En el Metro de Madrid hay una norma no escrita que muchos viajeros agradecen ( y demandan): la música es solo para quien la escucha. Y, cada vez más, el propio Metro la está convirtiendo en una regla clara de civismo, a través de campañas en las que informa de que la música, audios y vídeos siempre con auriculares y a un volumen razonable, nada de altavoces. La compañía lo recuerda en sus campañas de convivencia y en sus pantallas interiores, donde encadena mensajes como “hablar en voz baja por teléfono” o “escuchar la música con auriculares” junto a otros clásicos como dejar salir antes de entrar, no bloquear las puertas o no apoyarse en las barras con todo el cuerpo para que otros puedan sujetarse.
El reglamento de viajeros no menciona específicamente esuchar música o audios de Whatsapp, pero sí prohíbe de forma genérica las “conductas molestas” y el uso de aparatos que reproduzcan sonidos que puedan incomodar al resto, criterio que Metro aplica tanto a quien pone vídeos en el móvil con el altavoz como a los músicos que se suben al vagón a tocar sin autorización.
Ruido a hora punta en le Metro de Madrid

Las quejas de los usuarios van en la misma línea que el mensaje de Metro. Lo que más molesta, según recogen encuestas y cartas de lectores, son los móviles con altavoz y las conversaciones telefónicas a gritos. Muchos viajeros hablan del metro como un “espacio compartido” donde debería primar cierto silencio de fondo, especialmente en horas punta o al final de la jornada, y reclaman reglas más concretas o incluso vagones silenciosos, al estilo de algunos servicios de larga distancia.

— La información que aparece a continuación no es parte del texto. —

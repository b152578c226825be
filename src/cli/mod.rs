//! Command-line interface for symptom-dx.
//!
//! This module implements the CLI using clap. Available commands:
//!
//! - **diagnose**: Suggest a disease from observed symptoms, optionally saving it
//! - **symptoms**: List the symptom vocabulary
//! - **catalog**: List, show, export, or validate disease catalogs
//! - **serve**: Start the JSON HTTP API
//!
//! ## Usage
//!
//! ```text
//! # Suggest a diagnosis
//! symptom-dx diagnose -s fatigue -s cough
//!
//! # JSON output, top 3 candidates
//! symptom-dx diagnose -s fever -s nausea -n 3 --format json
//!
//! # Save the suggestion for patient 12 to the clinic backend
//! symptom-dx diagnose -s fever --patient-id 12 --api-url http://localhost:5000
//!
//! # Start the HTTP API
//! symptom-dx serve --port 8080
//! ```

use clap::{Parser, Subcommand};

pub mod catalog;
pub mod diagnose;

#[derive(Parser)]
#[command(name = "symptom-dx")]
#[command(version)]
#[command(about = "Suggest a diagnosis from observed symptoms")]
#[command(
    long_about = "symptom-dx ranks a catalog of diseases by how many of the observed symptoms each one lists.\n\nIt provides:\n- The best matching disease and its treatment lines\n- A ranked list of other candidates\n- An 'Unknown' suggestion to consult a physician when nothing matches"
)]
pub struct Cli {
    #[command(subcommand)]
    pub command: Commands,

    /// Enable verbose output
    #[arg(short, long, global = true)]
    pub verbose: bool,

    /// Output format
    #[arg(short, long, global = true, default_value = "text")]
    pub format: OutputFormat,
}

#[derive(Subcommand)]
pub enum Commands {
    /// Suggest a diagnosis from observed symptoms
    Diagnose(diagnose::DiagnoseArgs),

    /// List the symptom vocabulary
    Symptoms(catalog::SymptomsArgs),

    /// Inspect disease catalogs
    Catalog(catalog::CatalogArgs),

    /// Start the web server
    Serve(ServeArgs),
}

#[derive(clap::Args)]
pub struct ServeArgs {
    /// Port to listen on
    #[arg(short, long, default_value = "8080")]
    pub port: u16,

    /// Address to bind to
    #[arg(short, long, default_value = "127.0.0.1")]
    pub address: String,

    /// Path to custom catalog file
    #[arg(long)]
    pub catalog: Option<std::path::PathBuf>,
}

#[derive(Clone, Copy, Debug, clap::ValueEnum)]
pub enum OutputFormat {
    Text,
    Json,
    Tsv,
}

/// Load a custom catalog if a path is given, the embedded one otherwise
///
/// # Errors
///
/// Returns an error if the catalog cannot be read or fails validation.
pub fn load_catalog(
    path: Option<&std::path::Path>,
) -> Result<crate::catalog::store::DiseaseCatalog, crate::catalog::store::CatalogError> {
    match path {
        Some(path) => crate::catalog::store::DiseaseCatalog::load_from_file(path),
        None => crate::catalog::store::DiseaseCatalog::load_embedded(),
    }
}
//! `HttpSink` against a local stand-in for the clinic backend.

use std::net::SocketAddr;
use std::sync::{Arc, Mutex};

use axum::extract::State;
use axum::http::{HeaderMap, StatusCode};
use axum::routing::post;
use axum::{Json, Router};

use symptom_dx::persist::http::HttpSink;
use symptom_dx::{
    DiagnosisSession, DiseaseCatalog, PatientId, PersistenceError, SessionError, SessionState,
};

#[derive(Default)]
struct Received {
    body: Option<serde_json::Value>,
    authorization: Option<String>,
}

type Shared = Arc<Mutex<Received>>;

async fn accept(
    State(received): State<Shared>,
    headers: HeaderMap,
    Json(body): Json<serde_json::Value>,
) -> StatusCode {
    let mut received = received.lock().unwrap();
    received.body = Some(body);
    received.authorization = headers
        .get("authorization")
        .and_then(|v| v.to_str().ok())
        .map(str::to_string);
    StatusCode::CREATED
}

async fn fail() -> (StatusCode, &'static str) {
    (StatusCode::INTERNAL_SERVER_ERROR, "database unavailable")
}

async fn spawn_backend(router: Router) -> SocketAddr {
    let listener = tokio::net::TcpListener::bind("127.0.0.1:0").await.unwrap();
    let addr = listener.local_addr().unwrap();
    tokio::spawn(async move {
        axum::serve(listener, router).await.unwrap();
    });
    addr
}

#[tokio::test]
async fn test_http_sink_posts_backend_payload() {
    let received = Shared::default();
    let router = Router::new()
        .route("/api/diagnostics", post(accept))
        .with_state(received.clone());
    let addr = spawn_backend(router).await;

    let catalog = DiseaseCatalog::load_embedded().unwrap();
    let sink = HttpSink::new(&format!("http://{addr}"), Some("s3cret".to_string())).unwrap();

    let mut session = DiagnosisSession::new(PatientId(12), &catalog);
    session.toggle_symptom("fever").unwrap();
    session.toggle_symptom("cough").unwrap();
    session.analyze().unwrap();
    session.save(&sink).await.unwrap();
    assert_eq!(session.state(), SessionState::Saved);

    let received = received.lock().unwrap();
    assert_eq!(
        received.body,
        Some(serde_json::json!({
            "patient_id": 12,
            "symptomes": ["fever", "cough"],
            "maladie": "Flu",
            "traitements": ["rest", "paracetamol", "hydration"],
        }))
    );
    assert_eq!(received.authorization.as_deref(), Some("Bearer s3cret"));
}

#[tokio::test]
async fn test_http_sink_failure_keeps_session_analyzed() {
    let router = Router::new().route("/api/diagnostics", post(fail));
    let addr = spawn_backend(router).await;

    let catalog = DiseaseCatalog::load_embedded().unwrap();
    let sink = HttpSink::new(&format!("http://{addr}/"), None).unwrap();

    let mut session = DiagnosisSession::new(PatientId(4), &catalog);
    session.toggle_symptom("nausea").unwrap();
    session.analyze().unwrap();

    let err = session.save(&sink).await.unwrap_err();
    match err {
        SessionError::Persistence(PersistenceError::Status { status, body }) => {
            assert_eq!(status, 500);
            assert_eq!(body, "database unavailable");
        }
        other => panic!("unexpected error: {other}"),
    }
    assert_eq!(session.state(), SessionState::Analyzed);
    assert!(!session.is_saving());
    assert_eq!(session.result().unwrap().name(), "Type 2 diabetes");
}

#[tokio::test]
async fn test_http_sink_unreachable_backend() {
    // Bind then drop to get a port with nothing listening
    let listener = std::net::TcpListener::bind("127.0.0.1:0").unwrap();
    let addr = listener.local_addr().unwrap();
    drop(listener);

    let catalog = DiseaseCatalog::load_embedded().unwrap();
    let sink = HttpSink::new(&format!("http://{addr}"), None).unwrap();

    let mut session = DiagnosisSession::new(PatientId(4), &catalog);
    session.toggle_symptom("pain").unwrap();
    session.analyze().unwrap();

    let err = session.save(&sink).await.unwrap_err();
    assert!(matches!(
        err,
        SessionError::Persistence(PersistenceError::Http(_))
    ));
    assert_eq!(session.state(), SessionState::Analyzed);
}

De momento, en Madrid la apuesta no pasa por multar a quien habla por teléfono o pone un audio sin auriculares, sino por insistir en la idea de civismo: usar cascos si se quiere oír música o vídeos, bajar la voz en las llamadas, evitar altavoces y recordar que, en un vagón cerrado, cada ruido se multiplica. La norma es sencilla y resume bien el espíritu de estas campañas, en las que también se menciona la forma correcta de llevar mochilas o bultos, que es en los pies o delante pero nunca en la espalda.